Stored dataset items:
....

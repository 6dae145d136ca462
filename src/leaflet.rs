//! Bindings to the slice of the Leaflet API this tool touches.
//!
//! The map, tile layer, feature group, and draw control come from the
//! Leaflet / leaflet-draw globals the host page loads; drawn layers are
//! read back through their accessor methods when a draw gesture completes.
//! [`geometry_from_layer`] is the one conversion point from widget objects
//! into the crate's own [`DrawnGeometry`] model — everything past it is
//! pure Rust.

use wasm_bindgen::JsCast;
use wasm_bindgen::prelude::*;

use crate::geometry::{DrawnGeometry, GeometryKind, LatLng};

#[wasm_bindgen]
extern "C" {
    /// A Leaflet map instance.
    pub type Map;

    /// `L.map(containerId, options)`.
    #[wasm_bindgen(js_namespace = L, js_name = map)]
    pub fn new_map(container_id: &str, options: &JsValue) -> Map;

    #[wasm_bindgen(method, js_name = addLayer)]
    pub fn add_layer(this: &Map, group: &FeatureGroup);

    #[wasm_bindgen(method, js_name = addControl)]
    pub fn add_control(this: &Map, control: &DrawControl);

    /// Subscribe to a map event.
    #[wasm_bindgen(method)]
    pub fn on(this: &Map, event: &str, handler: &js_sys::Function);

    /// A tile base layer.
    pub type TileLayer;

    /// `L.tileLayer(url, options)`.
    #[wasm_bindgen(js_namespace = L, js_name = tileLayer)]
    pub fn new_tile_layer(url: &str, options: &JsValue) -> TileLayer;

    #[wasm_bindgen(method, js_name = addTo)]
    pub fn add_to(this: &TileLayer, map: &Map);

    /// Overlay group collecting every drawn shape.
    #[wasm_bindgen(js_namespace = L)]
    #[derive(Clone)]
    pub type FeatureGroup;

    #[wasm_bindgen(constructor, js_namespace = L)]
    pub fn new() -> FeatureGroup;

    #[wasm_bindgen(method, js_name = addLayer)]
    pub fn add_layer(this: &FeatureGroup, layer: &Layer);

    /// Remove every layer in the group; the map's base layer is unaffected.
    #[wasm_bindgen(method, js_name = clearLayers)]
    pub fn clear_layers(this: &FeatureGroup);

    /// The leaflet-draw toolbar, `L.Control.Draw`.
    #[wasm_bindgen(js_namespace = ["L", "Control"], js_name = Draw)]
    pub type DrawControl;

    #[wasm_bindgen(constructor, js_namespace = ["L", "Control"], js_class = "Draw")]
    pub fn new(options: &JsValue) -> DrawControl;

    /// A finished drawn layer (marker, path, circle, ...). Which accessors
    /// exist depends on the layer's kind; dispatch on the event's kind tag
    /// before touching them.
    pub type Layer;

    #[wasm_bindgen(method, js_name = getLatLng)]
    pub fn get_lat_lng(this: &Layer) -> JsLatLng;

    #[wasm_bindgen(method, js_name = getLatLngs)]
    pub fn get_lat_lngs(this: &Layer) -> js_sys::Array;

    #[wasm_bindgen(method, js_name = getRadius)]
    pub fn get_radius(this: &Layer) -> f64;

    #[wasm_bindgen(method, js_name = getBounds)]
    pub fn get_bounds(this: &Layer) -> LatLngBounds;

    /// A Leaflet `LatLngBounds`.
    pub type LatLngBounds;

    #[wasm_bindgen(method, js_name = getSouthWest)]
    pub fn get_south_west(this: &LatLngBounds) -> JsLatLng;

    #[wasm_bindgen(method, js_name = getNorthEast)]
    pub fn get_north_east(this: &LatLngBounds) -> JsLatLng;

    /// A Leaflet `LatLng` object.
    pub type JsLatLng;

    #[wasm_bindgen(method, getter)]
    pub fn lat(this: &JsLatLng) -> f64;

    #[wasm_bindgen(method, getter)]
    pub fn lng(this: &JsLatLng) -> f64;

    /// Payload of the leaflet-draw `draw:created` event.
    pub type DrawCreatedEvent;

    /// The kind tag of the drawn shape (`"marker"`, `"polyline"`, ...).
    #[wasm_bindgen(method, getter, js_name = layerType)]
    pub fn layer_type(this: &DrawCreatedEvent) -> String;

    /// The finished layer itself.
    #[wasm_bindgen(method, getter)]
    pub fn layer(this: &DrawCreatedEvent) -> Layer;
}

/// Snapshot `layer` into the crate's geometry model.
///
/// `kind` must match the layer (it comes from the same event); each kind
/// reads only the accessors its layer class actually has.
#[must_use]
pub fn geometry_from_layer(kind: GeometryKind, layer: &Layer) -> DrawnGeometry {
    match kind {
        GeometryKind::Marker => DrawnGeometry::Marker { at: to_latlng(&layer.get_lat_lng()) },
        GeometryKind::Polyline => DrawnGeometry::Polyline { points: vertex_points(layer) },
        GeometryKind::Polygon => DrawnGeometry::Polygon { points: vertex_points(layer) },
        GeometryKind::Circle => DrawnGeometry::Circle {
            center: to_latlng(&layer.get_lat_lng()),
            radius: layer.get_radius(),
        },
        GeometryKind::Rectangle => {
            let bounds = layer.get_bounds();
            DrawnGeometry::Rectangle {
                south_west: to_latlng(&bounds.get_south_west()),
                north_east: to_latlng(&bounds.get_north_east()),
            }
        }
        GeometryKind::CircleMarker => DrawnGeometry::CircleMarker {
            center: to_latlng(&layer.get_lat_lng()),
            radius: layer.get_radius(),
        },
    }
}

fn to_latlng(js: &JsLatLng) -> LatLng {
    LatLng::new(js.lat(), js.lng())
}

/// Read a path layer's vertices. Polygons nest their outer ring one array
/// level deeper than polylines; take the outer ring and ignore holes,
/// which the draw plugin cannot produce.
fn vertex_points(layer: &Layer) -> Vec<LatLng> {
    let raw = layer.get_lat_lngs();
    let first = raw.get(0);
    let ring = if first.is_instance_of::<js_sys::Array>() {
        first.unchecked_into::<js_sys::Array>()
    } else {
        raw
    };
    ring.iter().map(|v| to_latlng(v.unchecked_ref())).collect()
}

....

EXERCISE BRIEF: Every line above should be output exactly as it stands.

RESULT OF THE EXERCISE:
repository 6dae145d136ca462
filename src/leaflet.rs
//! Bindings to the slice of the Leaflet API this tool touches.
//!
//! The map, tile layer, feature group, and draw control come from the
//! Leaflet / leaflet-draw globals the host page loads; drawn layers are
//! read back through their accessor methods when a draw gesture completes.
//! [`geometry_from_layer`] is the one conversion point from widget objects
//! into the crate's own [`DrawnGeometry`] model — everything past it is
//! pure Rust.

use wasm_bindgen::JsCast;
use wasm_bindgen::prelude::*;

use crate::geometry::{DrawnGeometry, GeometryKind, LatLng};

#[wasm_bindgen]
extern "C" {
    /// A Leaflet map instance.
    pub type Map;

    /// `L.map(containerId, options)`.
    #[wasm_bindgen(js_namespace = L, js_name = map)]
    pub fn new_map(container_id: &str, options: &JsValue) -> Map;

    #[wasm_bindgen(method, js_name = addLayer)]
    pub fn add_layer(this: &Map, group: &FeatureGroup);

    #[wasm_bindgen(method, js_name = addControl)]
    pub fn add_control(this: &Map, control: &DrawControl);

    /// Subscribe to a map event.
    #[wasm_bindgen(method)]
    pub fn on(this: &Map, event: &str, handler: &js_sys::Function);

    /// A tile base layer.
    pub type TileLayer;

    /// `L.tileLayer(url, options)`.
    #[wasm_bindgen(js_namespace = L, js_name = tileLayer)]
    pub fn new_tile_layer(url: &str, options: &JsValue) -> TileLayer;

    #[wasm_bindgen(method, js_name = addTo)]
    pub fn add_to(this: &TileLayer, map: &Map);

    /// Overlay group collecting every drawn shape.
    #[wasm_bindgen(js_namespace = L)]
    #[derive(Clone)]
    pub type FeatureGroup;

    #[wasm_bindgen(constructor, js_namespace = L)]
    pub fn new() -> FeatureGroup;

    #[wasm_bindgen(method, js_name = addLayer)]
    pub fn add_layer(this: &FeatureGroup, layer: &Layer);

    /// Remove every layer in the group; the map's base layer is unaffected.
    #[wasm_bindgen(method, js_name = clearLayers)]
    pub fn clear_layers(this: &FeatureGroup);

    /// The leaflet-draw toolbar, `L.Control.Draw`.
    #[wasm_bindgen(js_namespace = ["L", "Control"], js_name = Draw)]
    pub type DrawControl;

    #[wasm_bindgen(constructor, js_namespace = ["L", "Control"], js_class = "Draw")]
    pub fn new(options: &JsValue) -> DrawControl;

    /// A finished drawn layer (marker, path, circle, ...). Which accessors
    /// exist depends on the layer's kind; dispatch on the event's kind tag
    /// before touching them.
    pub type Layer;

    #[wasm_bindgen(method, js_name = getLatLng)]
    pub fn get_lat_lng(this: &Layer) -> JsLatLng;

    #[wasm_bindgen(method, js_name = getLatLngs)]
    pub fn get_lat_lngs(this: &Layer) -> js_sys::Array;

    #[wasm_bindgen(method, js_name = getRadius)]
    pub fn get_radius(this: &Layer) -> f64;

    #[wasm_bindgen(method, js_name = getBounds)]
    pub fn get_bounds(this: &Layer) -> LatLngBounds;

    /// A Leaflet `LatLngBounds`.
    pub type LatLngBounds;

    #[wasm_bindgen(method, js_name = getSouthWest)]
    pub fn get_south_west(this: &LatLngBounds) -> JsLatLng;

    #[wasm_bindgen(method, js_name = getNorthEast)]
    pub fn get_north_east(this: &LatLngBounds) -> JsLatLng;

    /// A Leaflet `LatLng` object.
    pub type JsLatLng;

    #[wasm_bindgen(method, getter)]
    pub fn lat(this: &JsLatLng) -> f64;

    #[wasm_bindgen(method, getter)]
    pub fn lng(this: &JsLatLng) -> f64;

    /// Payload of the leaflet-draw `draw:created` event.
    pub type DrawCreatedEvent;

    /// The kind tag of the drawn shape (`"marker"`, `"polyline"`, ...).
    #[wasm_bindgen(method, getter, js_name = layerType)]
    pub fn layer_type(this: &DrawCreatedEvent) -> String;

    /// The finished layer itself.
    #[wasm_bindgen(method, getter)]
    pub fn layer(this: &DrawCreatedEvent) -> Layer;
}

/// Snapshot `layer` into the crate's geometry model.
///
/// `kind` must match the layer (it comes from the same event); each kind
/// reads only the accessors its layer class actually has.
#[must_use]
pub fn geometry_from_layer(kind: GeometryKind, layer: &Layer) -> DrawnGeometry {
    match kind {
        GeometryKind::Marker => DrawnGeometry::Marker { at: to_latlng(&layer.get_lat_lng()) },
        GeometryKind::Polyline => DrawnGeometry::Polyline { points: vertex_points(layer) },
        GeometryKind::Polygon => DrawnGeometry::Polygon { points: vertex_points(layer) },
        GeometryKind::Circle => DrawnGeometry::Circle {
            center: to_latlng(&layer.get_lat_lng()),
            radius: layer.get_radius(),
        },
        GeometryKind::Rectangle => {
            let bounds = layer.get_bounds();
            DrawnGeometry::Rectangle {
                south_west: to_latlng(&bounds.get_south_west()),
                north_east: to_latlng(&bounds.get_north_east()),
            }
        }
        GeometryKind::CircleMarker => DrawnGeometry::CircleMarker {
            center: to_latlng(&layer.get_lat_lng()),
            radius: layer.get_radius(),
        },
    }
}

fn to_latlng(js: &JsLatLng) -> LatLng {
    LatLng::new(js.lat(), js.lng())
}

/// Read a path layer's vertices. Polygons nest their outer ring one array
/// level deeper than polylines; take the outer ring and ignore holes,
/// which the draw plugin cannot produce.
fn vertex_points(layer: &Layer) -> Vec<LatLng> {
    let raw = layer.get_lat_lngs();
    let first = raw.get(0);
    let ring = if first.is_instance_of::<js_sys::Array>() {
        first.unchecked_into::<js_sys::Array>()
    } else {
        raw
    };
    ring.iter().map(|v| to_latlng(v.unchecked_ref())).collect()
}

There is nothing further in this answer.